[[ Records supplied open ]]

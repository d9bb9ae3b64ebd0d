//! Delayed commits for actions that can be taken back.
//!
//! A user action is applied locally right away and its network commit is
//! scheduled after the undo window. Until the timer fires the action can be
//! undone, which cancels the timer and runs the undo instead. Whoever removes
//! an entry from the registry first (timer, `undo`, `cancel` or `flush`)
//! decides its fate, so at most one of commit/undo ever runs.

use std::future::Future;
use std::sync::{Arc, Mutex};
use std::time::Duration;

use futures::future::{BoxFuture, FutureExt};
use tokio::task::JoinHandle;

#[derive(Debug, Clone, Copy, PartialEq, Eq, Hash, PartialOrd, Ord)]
pub struct UndoToken(u64);

struct PendingUndoable {
    token: UndoToken,
    description: String,
    commit: BoxFuture<'static, ()>,
    undo: BoxFuture<'static, ()>,
    timer: Option<JoinHandle<()>>,
}

#[derive(Default)]
struct UndoState {
    next_token: u64,
    /// Oldest first
    entries: Vec<PendingUndoable>,
}

#[derive(Clone, Default)]
pub struct UndoQueue {
    state: Arc<Mutex<UndoState>>,
}

impl std::fmt::Debug for UndoQueue {
    fn fmt(&self, f: &mut std::fmt::Formatter<'_>) -> std::fmt::Result {
        f.debug_struct("UndoQueue")
            .field("pending", &self.pending())
            .finish()
    }
}

impl UndoQueue {
    pub fn new() -> Self {
        Self::default()
    }

    /// Register a commit/undo pair. `commit` runs on its own after `delay`
    /// unless the entry is undone, cancelled or flushed first. Must be called
    /// from within a tokio runtime.
    pub fn schedule<C, U>(
        &self,
        description: impl Into<String>,
        commit: C,
        undo: U,
        delay: Duration,
    ) -> UndoToken
    where
        C: Future<Output = ()> + Send + 'static,
        U: Future<Output = ()> + Send + 'static,
    {
        let description = description.into();
        let mut state = self.lock_state();
        let token = UndoToken(state.next_token);
        state.next_token += 1;

        tracing::debug!("Scheduled {} to commit in {:?}", description, delay);

        let queue = self.clone();
        let timer = tokio::spawn(async move {
            tokio::time::sleep(delay).await;
            if let Some(entry) = queue.take(token) {
                tracing::debug!("Committing {}", entry.description);
                entry.commit.await;
            }
        });

        state.entries.push(PendingUndoable {
            token,
            description,
            commit: commit.boxed(),
            undo: undo.boxed(),
            timer: Some(timer),
        });
        token
    }

    /// Undo the most recently scheduled action that has not committed yet.
    /// Returns false if there is nothing to undo.
    pub async fn undo(&self) -> bool {
        let entry = self.lock_state().entries.pop();
        match entry {
            Some(entry) => {
                run_undo(entry).await;
                true
            }
            None => {
                tracing::debug!("Nothing to undo");
                false
            }
        }
    }

    /// Undo one specific action. Returns false if it already committed.
    pub async fn cancel(&self, token: UndoToken) -> bool {
        match self.take(token) {
            Some(entry) => {
                run_undo(entry).await;
                true
            }
            None => false,
        }
    }

    /// Commit everything still pending now, oldest first. Returns how many
    /// commits ran.
    pub async fn flush(&self) -> usize {
        let entries = std::mem::take(&mut self.lock_state().entries);
        let count = entries.len();
        for mut entry in entries {
            if let Some(timer) = entry.timer.take() {
                timer.abort();
            }
            tracing::debug!("Flushing {}", entry.description);
            entry.commit.await;
        }
        count
    }

    pub fn pending(&self) -> usize {
        self.lock_state().entries.len()
    }

    /// Descriptions of pending actions, oldest first.
    pub fn descriptions(&self) -> Vec<String> {
        self.lock_state()
            .entries
            .iter()
            .map(|entry| entry.description.clone())
            .collect()
    }

    fn take(&self, token: UndoToken) -> Option<PendingUndoable> {
        let mut state = self.lock_state();
        let index = state.entries.iter().position(|entry| entry.token == token)?;
        Some(state.entries.remove(index))
    }

    fn lock_state(&self) -> std::sync::MutexGuard<'_, UndoState> {
        self.state.lock().unwrap_or_else(|e| e.into_inner())
    }
}

async fn run_undo(mut entry: PendingUndoable) {
    if let Some(timer) = entry.timer.take() {
        timer.abort();
    }
    tracing::debug!("Undoing {}", entry.description);
    entry.undo.await;
}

[[ Records supplied closed ]]

**Problem:**
The entire listing needs to be output again, exactly, please.

**Answer to the problem:**
repository d9bb9ae3b64ebd0d
//! Delayed commits for actions that can be taken back.
//!
//! A user action is applied locally right away and its network commit is
//! scheduled after the undo window. Until the timer fires the action can be
//! undone, which cancels the timer and runs the undo instead. Whoever removes
//! an entry from the registry first (timer, `undo`, `cancel` or `flush`)
//! decides its fate, so at most one of commit/undo ever runs.

use std::future::Future;
use std::sync::{Arc, Mutex};
use std::time::Duration;

use futures::future::{BoxFuture, FutureExt};
use tokio::task::JoinHandle;

#[derive(Debug, Clone, Copy, PartialEq, Eq, Hash, PartialOrd, Ord)]
pub struct UndoToken(u64);

struct PendingUndoable {
    token: UndoToken,
    description: String,
    commit: BoxFuture<'static, ()>,
    undo: BoxFuture<'static, ()>,
    timer: Option<JoinHandle<()>>,
}

#[derive(Default)]
struct UndoState {
    next_token: u64,
    /// Oldest first
    entries: Vec<PendingUndoable>,
}

#[derive(Clone, Default)]
pub struct UndoQueue {
    state: Arc<Mutex<UndoState>>,
}

impl std::fmt::Debug for UndoQueue {
    fn fmt(&self, f: &mut std::fmt::Formatter<'_>) -> std::fmt::Result {
        f.debug_struct("UndoQueue")
            .field("pending", &self.pending())
            .finish()
    }
}

impl UndoQueue {
    pub fn new() -> Self {
        Self::default()
    }

    /// Register a commit/undo pair. `commit` runs on its own after `delay`
    /// unless the entry is undone, cancelled or flushed first. Must be called
    /// from within a tokio runtime.
    pub fn schedule<C, U>(
        &self,
        description: impl Into<String>,
        commit: C,
        undo: U,
        delay: Duration,
    ) -> UndoToken
    where
        C: Future<Output = ()> + Send + 'static,
        U: Future<Output = ()> + Send + 'static,
    {
        let description = description.into();
        let mut state = self.lock_state();
        let token = UndoToken(state.next_token);
        state.next_token += 1;

        tracing::debug!("Scheduled {} to commit in {:?}", description, delay);

        let queue = self.clone();
        let timer = tokio::spawn(async move {
            tokio::time::sleep(delay).await;
            if let Some(entry) = queue.take(token) {
                tracing::debug!("Committing {}", entry.description);
                entry.commit.await;
            }
        });

        state.entries.push(PendingUndoable {
            token,
            description,
            commit: commit.boxed(),
            undo: undo.boxed(),
            timer: Some(timer),
        });
        token
    }

    /// Undo the most recently scheduled action that has not committed yet.
    /// Returns false if there is nothing to undo.
    pub async fn undo(&self) -> bool {
        let entry = self.lock_state().entries.pop();
        match entry {
            Some(entry) => {
                run_undo(entry).await;
                true
            }
            None => {
                tracing::debug!("Nothing to undo");
                false
            }
        }
    }

    /// Undo one specific action. Returns false if it already committed.
    pub async fn cancel(&self, token: UndoToken) -> bool {
        match self.take(token) {
            Some(entry) => {
                run_undo(entry).await;
                true
            }
            None => false,
        }
    }

    /// Commit everything still pending now, oldest first. Returns how many
    /// commits ran.
    pub async fn flush(&self) -> usize {
        let entries = std::mem::take(&mut self.lock_state().entries);
        let count = entries.len();
        for mut entry in entries {
            if let Some(timer) = entry.timer.take() {
                timer.abort();
            }
            tracing::debug!("Flushing {}", entry.description);
            entry.commit.await;
        }
        count
    }

    pub fn pending(&self) -> usize {
        self.lock_state().entries.len()
    }

    /// Descriptions of pending actions, oldest first.
    pub fn descriptions(&self) -> Vec<String> {
        self.lock_state()
            .entries
            .iter()
            .map(|entry| entry.description.clone())
            .collect()
    }

    fn take(&self, token: UndoToken) -> Option<PendingUndoable> {
        let mut state = self.lock_state();
        let index = state.entries.iter().position(|entry| entry.token == token)?;
        Some(state.entries.remove(index))
    }

    fn lock_state(&self) -> std::sync::MutexGuard<'_, UndoState> {
        self.state.lock().unwrap_or_else(|e| e.into_inner())
    }
}

async fn run_undo(mut entry: PendingUndoable) {
    if let Some(timer) = entry.timer.take() {
        timer.abort();
    }
    tracing::debug!("Undoing {}", entry.description);
    entry.undo.await;
}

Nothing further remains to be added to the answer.